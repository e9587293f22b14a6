//! Account-related types for the bank ledger
//!
//! An account is a tagged variant: the shared fields live on [`Account`] and
//! the fields only some kinds carry (interest rate, business roles and limits)
//! live in [`AccountKind`].

use super::currency::{CardNumber, Currency, Email, Iban, Timestamp};
use super::error::BankError;
use rust_decimal::Decimal;
use serde::Serialize;

/// Bank account state
#[derive(Debug, Clone, PartialEq)]
pub struct Account {
    pub iban: Iban,

    /// Email of the user who opened the account (the business owner for
    /// business accounts). Their service plan governs commission and cashback.
    pub owner: Email,

    /// Current balance, never negative
    pub balance: Decimal,

    pub currency: Currency,

    /// Threshold used by card status checks
    pub min_balance: Decimal,

    pub kind: AccountKind,

    /// Cards in creation order
    pub cards: Vec<Card>,
}

impl Account {
    pub fn new(iban: Iban, owner: Email, currency: Currency, kind: AccountKind) -> Self {
        Account {
            iban,
            owner,
            balance: Decimal::ZERO,
            currency,
            min_balance: Decimal::ZERO,
            kind,
            cards: Vec::new(),
        }
    }

    pub fn has_enough_balance(&self, amount: Decimal) -> bool {
        self.balance >= amount
    }

    /// Credit `amount` to the balance
    ///
    /// # Errors
    ///
    /// Returns `ArithmeticOverflow` if the balance would overflow; the
    /// balance is left unchanged.
    pub fn deposit(&mut self, amount: Decimal) -> Result<(), BankError> {
        self.balance = self
            .balance
            .checked_add(amount)
            .ok_or_else(|| BankError::arithmetic_overflow("deposit", &self.iban))?;
        Ok(())
    }

    /// Debit `amount` from the balance
    ///
    /// # Errors
    ///
    /// Returns `InsufficientFunds` if the balance does not cover `amount`;
    /// the balance is left unchanged.
    pub fn withdraw(&mut self, amount: Decimal) -> Result<(), BankError> {
        if !self.has_enough_balance(amount) {
            return Err(BankError::insufficient_funds(
                &self.iban,
                self.balance,
                amount,
            ));
        }
        self.balance = self
            .balance
            .checked_sub(amount)
            .ok_or_else(|| BankError::arithmetic_overflow("withdrawal", &self.iban))?;
        Ok(())
    }

    pub fn card(&self, number: &str) -> Option<&Card> {
        self.cards.iter().find(|card| card.number == number)
    }

    pub fn card_mut(&mut self, number: &str) -> Option<&mut Card> {
        self.cards.iter_mut().find(|card| card.number == number)
    }

    pub fn is_savings(&self) -> bool {
        matches!(self.kind, AccountKind::Savings { .. })
    }

    pub fn business(&self) -> Option<&BusinessProfile> {
        match &self.kind {
            AccountKind::Business(profile) => Some(profile),
            _ => None,
        }
    }

    pub fn business_mut(&mut self) -> Option<&mut BusinessProfile> {
        match &mut self.kind {
            AccountKind::Business(profile) => Some(profile),
            _ => None,
        }
    }

    /// Role `email` plays on this account, `None` if they may not use it
    pub fn role_of(&self, email: &str) -> Option<BusinessRole> {
        if self.owner == email {
            return Some(BusinessRole::Owner);
        }
        self.business().and_then(|profile| profile.role_of(email))
    }
}

/// Account kind with kind-specific state
#[derive(Debug, Clone, PartialEq)]
pub enum AccountKind {
    Classic,
    Savings { interest_rate: Decimal },
    Business(BusinessProfile),
}

impl AccountKind {
    /// Name used in reports and in the scenario's `accountType` field
    pub fn name(&self) -> &'static str {
        match self {
            AccountKind::Classic => "classic",
            AccountKind::Savings { .. } => "savings",
            AccountKind::Business(_) => "business",
        }
    }
}

/// Role a user plays on an account
#[derive(Debug, Clone, Copy, PartialEq, Eq, Serialize)]
#[serde(rename_all = "lowercase")]
pub enum BusinessRole {
    Owner,
    Manager,
    Employee,
}

/// Business account roles, limits and activity
#[derive(Debug, Clone, PartialEq)]
pub struct BusinessProfile {
    /// Managers and employees in the order they were added
    pub associates: Vec<(Email, BusinessRole)>,

    /// Maximum single spend for employees, in account currency
    pub spending_limit: Decimal,

    /// Maximum single deposit for employees, in account currency
    pub deposit_limit: Decimal,

    /// Spend/deposit entries made by associates, used by business reports
    pub activity: Vec<BusinessActivity>,
}

impl BusinessProfile {
    pub fn new(limit: Decimal) -> Self {
        BusinessProfile {
            associates: Vec::new(),
            spending_limit: limit,
            deposit_limit: limit,
            activity: Vec::new(),
        }
    }

    pub fn role_of(&self, email: &str) -> Option<BusinessRole> {
        self.associates
            .iter()
            .find(|(associate, _)| associate == email)
            .map(|(_, role)| *role)
    }
}

/// Direction of a business activity entry
#[derive(Debug, Clone, Copy, PartialEq, Eq)]
pub enum Movement {
    Spent,
    Deposited,
}

/// One spend or deposit made by an associate of a business account
#[derive(Debug, Clone, PartialEq)]
pub struct BusinessActivity {
    pub timestamp: Timestamp,
    pub email: Email,
    pub movement: Movement,
    pub amount: Decimal,
    /// Set for payments made at a commerciant
    pub commerciant: Option<String>,
}

/// Card attached to an account
#[derive(Debug, Clone, PartialEq)]
pub struct Card {
    pub number: CardNumber,
    pub status: CardStatus,
    pub kind: CardKind,
    /// Email of the user who created the card
    pub holder: Email,
}

#[derive(Debug, Clone, Copy, PartialEq, Eq, Serialize)]
#[serde(rename_all = "lowercase")]
pub enum CardStatus {
    Active,
    Frozen,
}

#[derive(Debug, Clone, Copy, PartialEq, Eq)]
pub enum CardKind {
    Regular,
    /// Destroyed and replaced after its first successful payment
    OneTime,
}

#[cfg(test)]
mod tests {
    use super::*;
    use rust_decimal_macros::dec;

    fn business_account() -> Account {
        let mut profile = BusinessProfile::new(dec!(500));
        profile
            .associates
            .push(("manager@bank.ro".to_string(), BusinessRole::Manager));
        profile
            .associates
            .push(("employee@bank.ro".to_string(), BusinessRole::Employee));
        Account::new(
            "RO01".to_string(),
            "owner@bank.ro".to_string(),
            "RON".to_string(),
            AccountKind::Business(profile),
        )
    }

    #[test]
    fn test_new_account_starts_empty() {
        let account = Account::new(
            "RO01".to_string(),
            "a@b.c".to_string(),
            "EUR".to_string(),
            AccountKind::Classic,
        );
        assert_eq!(account.balance, Decimal::ZERO);
        assert_eq!(account.min_balance, Decimal::ZERO);
        assert!(account.cards.is_empty());
        assert_eq!(account.kind.name(), "classic");
    }

    #[test]
    fn test_withdraw_more_than_balance_is_rejected() {
        let mut account = Account::new(
            "RO01".to_string(),
            "a@b.c".to_string(),
            "RON".to_string(),
            AccountKind::Classic,
        );
        account.deposit(dec!(10)).unwrap();

        let err = account.withdraw(dec!(10.01)).unwrap_err();
        assert!(matches!(err, BankError::InsufficientFunds { .. }));
        assert_eq!(account.balance, dec!(10));

        account.withdraw(dec!(10)).unwrap();
        assert_eq!(account.balance, Decimal::ZERO);
    }

    #[test]
    fn test_deposit_overflow_leaves_balance() {
        let mut account = Account::new(
            "RO01".to_string(),
            "a@b.c".to_string(),
            "RON".to_string(),
            AccountKind::Classic,
        );
        account.balance = Decimal::MAX;
        let err = account.deposit(Decimal::ONE).unwrap_err();
        assert!(matches!(err, BankError::ArithmeticOverflow { .. }));
        assert_eq!(account.balance, Decimal::MAX);
    }

    #[test]
    fn test_role_of_business_account() {
        let account = business_account();
        assert_eq!(account.role_of("owner@bank.ro"), Some(BusinessRole::Owner));
        assert_eq!(account.role_of("manager@bank.ro"), Some(BusinessRole::Manager));
        assert_eq!(account.role_of("employee@bank.ro"), Some(BusinessRole::Employee));
        assert_eq!(account.role_of("stranger@bank.ro"), None);
    }

    #[test]
    fn test_role_of_personal_account_is_owner_only() {
        let account = Account::new(
            "RO02".to_string(),
            "a@b.c".to_string(),
            "RON".to_string(),
            AccountKind::Savings {
                interest_rate: dec!(0.05),
            },
        );
        assert_eq!(account.role_of("a@b.c"), Some(BusinessRole::Owner));
        assert_eq!(account.role_of("x@b.c"), None);
        assert!(account.is_savings());
    }
}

● ● ● ● ●

▶ **Problem requirements**
Could you filter the material above and copy each line that holds the word "matches"?

▶ **Output below**
        matches!(self.kind, AccountKind::Savings { .. })
        assert!(matches!(err, BankError::InsufficientFunds { .. }));
        assert!(matches!(err, BankError::ArithmeticOverflow { .. }));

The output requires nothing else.